- Born: 1927 United Kingdom
- Died: 23 April 2019 (aged 91–92)
- Education: Oxford
- Known for: Fracture Mechanics, Rubber
- Awards: Charles Goodyear Medal (1994) Colwyn medal (1978)
- Scientific career
- Fields: Polymer Science
- Workplaces: BRPRA, Queen Mary University of London

= Alan G. Thomas (scientist) =

Alan G. Thomas (1927-2019) was an international authority on the mechanics of rubbery materials, in particular their fracture mechanics properties. Along with Ronald S. Rivlin, he published the Rupture of Rubber series of articles, beginning in 1953. He was the first to apply Griffith's energy release rate criterion to the analysis of rubber's strength and fatigue behavior.
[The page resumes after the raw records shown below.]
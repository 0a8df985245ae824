//! Value objects.
//!
//! Every identifier is an opaque string from the core's point of view; the
//! constructors only reject values that can never be valid on the wire.

use std::fmt;

use serde::{Deserialize, Serialize};
use uuid::Uuid;

use super::error::ValidationError;

const ROOM_ID_MAX_LEN: usize = 128;
const EVENT_NAME_MAX_LEN: usize = 64;

/// Display name used until a connection announces one.
pub const UNKNOWN_DISPLAY_NAME: &str = "Unknown User";

fn non_empty(value: String) -> Result<String, ValidationError> {
    if value.trim().is_empty() {
        return Err(ValidationError::EmptyValue);
    }
    Ok(value)
}

fn bounded(value: String, max: usize) -> Result<String, ValidationError> {
    let value = non_empty(value)?;
    let len = value.chars().count();
    if len > max {
        return Err(ValidationError::TooLong { max, actual: len });
    }
    Ok(value)
}

/// Server-generated connection identifier.
#[derive(Debug, Clone, PartialEq, Eq, Hash, PartialOrd, Ord, Serialize, Deserialize)]
pub struct ConnectionId(String);

impl ConnectionId {
    /// Allocate a fresh identifier.
    pub fn generate() -> Self {
        Self(Uuid::new_v4().to_string())
    }

    pub fn new(value: String) -> Result<Self, ValidationError> {
        non_empty(value).map(Self)
    }

    pub fn as_str(&self) -> &str {
        &self.0
    }

    pub fn into_string(self) -> String {
        self.0
    }
}

impl fmt::Display for ConnectionId {
    fn fmt(&self, f: &mut fmt::Formatter<'_>) -> fmt::Result {
        f.write_str(&self.0)
    }
}

/// Room key, e.g. `hall-1`.
#[derive(Debug, Clone, PartialEq, Eq, Hash, PartialOrd, Ord, Serialize, Deserialize)]
pub struct RoomId(String);

impl RoomId {
    /// Surrounding whitespace is stripped so `" hall-1"` and `"hall-1"` name
    /// the same room.
    pub fn new(value: String) -> Result<Self, ValidationError> {
        bounded(value.trim().to_string(), ROOM_ID_MAX_LEN).map(Self)
    }

    pub fn as_str(&self) -> &str {
        &self.0
    }

    pub fn into_string(self) -> String {
        self.0
    }
}

impl fmt::Display for RoomId {
    fn fmt(&self, f: &mut fmt::Formatter<'_>) -> fmt::Result {
        f.write_str(&self.0)
    }
}

/// Identity bound to a session by the authentication subsystem.
#[derive(Debug, Clone, PartialEq, Eq, Hash, Serialize, Deserialize)]
pub struct Identity(String);

impl Identity {
    pub fn new(value: String) -> Result<Self, ValidationError> {
        non_empty(value).map(Self)
    }

    pub fn as_str(&self) -> &str {
        &self.0
    }

    pub fn into_string(self) -> String {
        self.0
    }
}

impl fmt::Display for Identity {
    fn fmt(&self, f: &mut fmt::Formatter<'_>) -> fmt::Result {
        f.write_str(&self.0)
    }
}

/// Human readable name announced by a connection.
#[derive(Debug, Clone, PartialEq, Eq, Serialize, Deserialize)]
pub struct DisplayName(String);

impl DisplayName {
    /// Any non-blank name is accepted as announced, minus surrounding
    /// whitespace.
    pub fn new(value: String) -> Result<Self, ValidationError> {
        non_empty(value.trim().to_string()).map(Self)
    }

    /// Blank or missing announcements fall back to [`UNKNOWN_DISPLAY_NAME`].
    pub fn from_announcement(value: Option<String>) -> Self {
        value
            .and_then(|name| Self::new(name).ok())
            .unwrap_or_else(Self::unknown)
    }

    pub fn unknown() -> Self {
        Self(UNKNOWN_DISPLAY_NAME.to_string())
    }

    pub fn as_str(&self) -> &str {
        &self.0
    }
}

impl Default for DisplayName {
    fn default() -> Self {
        Self::unknown()
    }
}

impl fmt::Display for DisplayName {
    fn fmt(&self, f: &mut fmt::Formatter<'_>) -> fmt::Result {
        f.write_str(&self.0)
    }
}

/// Name of a broadcast event (`update`, `roomUpdated`, ...).
#[derive(Debug, Clone, PartialEq, Eq, Serialize, Deserialize)]
pub struct EventName(String);

impl EventName {
    pub fn new(value: String) -> Result<Self, ValidationError> {
        bounded(value, EVENT_NAME_MAX_LEN).map(Self)
    }

    pub fn as_str(&self) -> &str {
        &self.0
    }
}

/// Opaque session credential. Well-formed tokens are UUIDs.
#[derive(Debug, Clone, PartialEq, Eq, Hash)]
pub struct SessionToken(String);

impl SessionToken {
    pub fn generate() -> Self {
        Self(Uuid::new_v4().to_string())
    }

    /// Parse a raw credential. Only the format is checked here; whether the
    /// token was ever issued is the session store's business.
    pub fn parse(raw: &str) -> Result<Self, ValidationError> {
        let raw = raw.trim();
        if raw.is_empty() {
            return Err(ValidationError::EmptyValue);
        }
        Uuid::parse_str(raw)
            .map(|uuid| Self(uuid.hyphenated().to_string()))
            .map_err(|e| ValidationError::InvalidFormat(e.to_string()))
    }

    pub fn as_str(&self) -> &str {
        &self.0
    }
}

/// Unix timestamp in milliseconds (UTC).
#[derive(Debug, Clone, Copy, PartialEq, Eq, PartialOrd, Ord, Hash, Serialize, Deserialize)]
pub struct Timestamp(i64);

impl Timestamp {
    pub fn new(value: i64) -> Self {
        Self(value)
    }

    pub fn value(&self) -> i64 {
        self.0
    }
}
Thomas attend Brasenose College, Oxford to study physics, graduating in 1948. He then accepted a position at the British Rubber Producer's Research Association. His research director was Dr Ronald S. Rivlin, who suggested that he study the strength of rubber.
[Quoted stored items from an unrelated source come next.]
//! Venuecast realtime server.
//!
//! Clients connect over WebSocket with a session credential, join rooms, and
//! receive broadcast events addressed to those rooms.
//!
//! Run with:
//! ```not_rust
//! cargo run --bin venuecast-server
//! cargo run --bin venuecast-server -- --host 0.0.0.0 --port 3000 --durable-rooms main-stage,hall-1
//! ```

use std::{sync::Arc, time::Duration};

use clap::Parser;
use venuecast_server::{
    bootstrap::build_app_state,
    config::{
        DEFAULT_HOST, DEFAULT_PORT, DEFAULT_SESSION_COOKIE, DEFAULT_SESSION_TTL, ServerConfig,
    },
    ui::Server,
};
use venuecast_shared::{logger::setup_logger, time::SystemClock};

#[derive(Parser, Debug)]
#[command(name = "venuecast-server")]
#[command(about = "Realtime room broadcast server", long_about = None)]
struct Args {
    /// Host address to bind the server to
    #[arg(short = 'H', long, env = "VENUECAST_HOST", default_value = DEFAULT_HOST)]
    host: String,

    /// Port number to bind the server to
    #[arg(short = 'p', long, env = "PORT", default_value_t = DEFAULT_PORT)]
    port: u16,

    /// Name of the cookie carrying the session token
    #[arg(long, env = "VENUECAST_SESSION_COOKIE", default_value = DEFAULT_SESSION_COOKIE)]
    session_cookie: String,

    /// Lifetime of issued sessions, in seconds
    #[arg(long, env = "VENUECAST_SESSION_TTL_SECS", default_value_t = DEFAULT_SESSION_TTL.as_secs())]
    session_ttl_secs: u64,

    /// Rooms kept alive while empty (comma separated)
    #[arg(long, env = "VENUECAST_DURABLE_ROOMS", value_delimiter = ',')]
    durable_rooms: Vec<String>,

    /// Origin allowed by CORS; any origin when unset
    #[arg(long, env = "VENUECAST_ALLOWED_ORIGIN")]
    allowed_origin: Option<String>,

    /// Mount POST /api/sessions for development
    #[arg(long, env = "VENUECAST_ISSUE_SESSIONS")]
    issue_sessions: bool,
}

impl From<Args> for ServerConfig {
    fn from(args: Args) -> Self {
        Self {
            host: args.host,
            port: args.port,
            session_cookie: args.session_cookie,
            session_ttl: Duration::from_secs(args.session_ttl_secs),
            durable_rooms: args.durable_rooms,
            allowed_origin: args.allowed_origin,
            issue_sessions: args.issue_sessions,
        }
    }
}

#[tokio::main]
async fn main() {
    // Initialize tracing
    setup_logger(env!("CARGO_BIN_NAME"), "debug");

    let config = ServerConfig::from(Args::parse());

    // Initialize dependencies: Hub → Repository → MessagePusher → SessionStore → UseCases
    let state = build_app_state(&config, Arc::new(SystemClock));

    let server = Server::new(config, state);
    if let Err(e) = server.run().await {
        tracing::error!("Server error: {}", e);
        std::process::exit(1);
    }
}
He developed the theories of strength and crack growth in rubber, starting from the work of Alan Arnold Griffith. He demonstrated that Griffith's strain energy release rate provided a useful way to characterize the conditions at a crack tip, a problem that previously had been thought intractable due to the finite straining and nonlinearly elastic stress-strain behavior of rubber.
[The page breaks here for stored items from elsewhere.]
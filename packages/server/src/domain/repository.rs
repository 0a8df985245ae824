//! Repository trait 定義
//!
//! ドメイン層が必要とする接続レジストリ・ルーム状態へのインターフェースを定義します。
//! 具体的な実装は Infrastructure 層が提供します（依存性の逆転）。
//!
//! 各メソッドは 1 回の呼び出しの中で状態変更を完了させます。
//! 実装は呼び出し途中で他の変更が割り込まないことを保証しなければなりません。

use std::collections::BTreeSet;

use async_trait::async_trait;

use super::{
    Connection, ConnectionId, ConnectionMetadata, DisplayName, Identity, RepositoryError, Room,
    RoomId, Timestamp,
};

/// Connection registry + room membership repository
#[async_trait]
pub trait HubRepository: Send + Sync {
    /// 接続を登録し、新しい ConnectionId を返す（失敗しない）
    async fn register(
        &self,
        identity: Identity,
        metadata: ConnectionMetadata,
        connected_at: Timestamp,
    ) -> ConnectionId;

    /// 接続を取得（存在しなければ None。「既に切断済み」として扱う）
    async fn lookup(&self, id: &ConnectionId) -> Option<Connection>;

    /// 接続を削除（冪等。未登録 ID は何もしない）
    async fn unregister(&self, id: &ConnectionId) -> Option<Connection>;

    /// 表示名を更新
    async fn update_identity(
        &self,
        id: &ConnectionId,
        name: DisplayName,
    ) -> Result<(), RepositoryError>;

    /// ルームに参加（既に参加済みなら Ok(false)）
    async fn join(&self, id: &ConnectionId, room_id: RoomId) -> Result<bool, RepositoryError>;

    /// ルームから退出（参加していなければ Ok(false)）
    async fn leave(&self, id: &ConnectionId, room_id: &RoomId) -> Result<bool, RepositoryError>;

    /// 全てのルームから退出し、退出したルームを返す
    async fn leave_all(&self, id: &ConnectionId) -> Vec<RoomId>;

    /// ルームのメンバーのスナップショット（ルームが無ければ空集合）
    async fn members_of(&self, room_id: &RoomId) -> BTreeSet<ConnectionId>;

    /// 接続中の全ての ConnectionId を取得
    async fn all_connection_ids(&self) -> Vec<ConnectionId>;

    /// 接続中の全ての接続を取得
    async fn list_connections(&self) -> Vec<Connection>;

    /// 全てのルームを取得
    async fn list_rooms(&self) -> Vec<Room>;

    /// ルームを取得
    async fn get_room(&self, room_id: &RoomId) -> Option<Room>;
}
Thomas has been recognised with many prizes and medals. Most notable of these are the 1978 Colwyn medal of the Institute of Materials Minerals and Mining and the 1994 Charles Goodyear Medal of the American Chemical Society. His employers MRPRA, received the Prince Philip award in 1990 for his pioneering work on earthquake bearings.

He was a visiting professor in the Materials Department at Queen Mary University of London since 1975.

Prof Alan Thomas died in his sleep on 23 April 2019.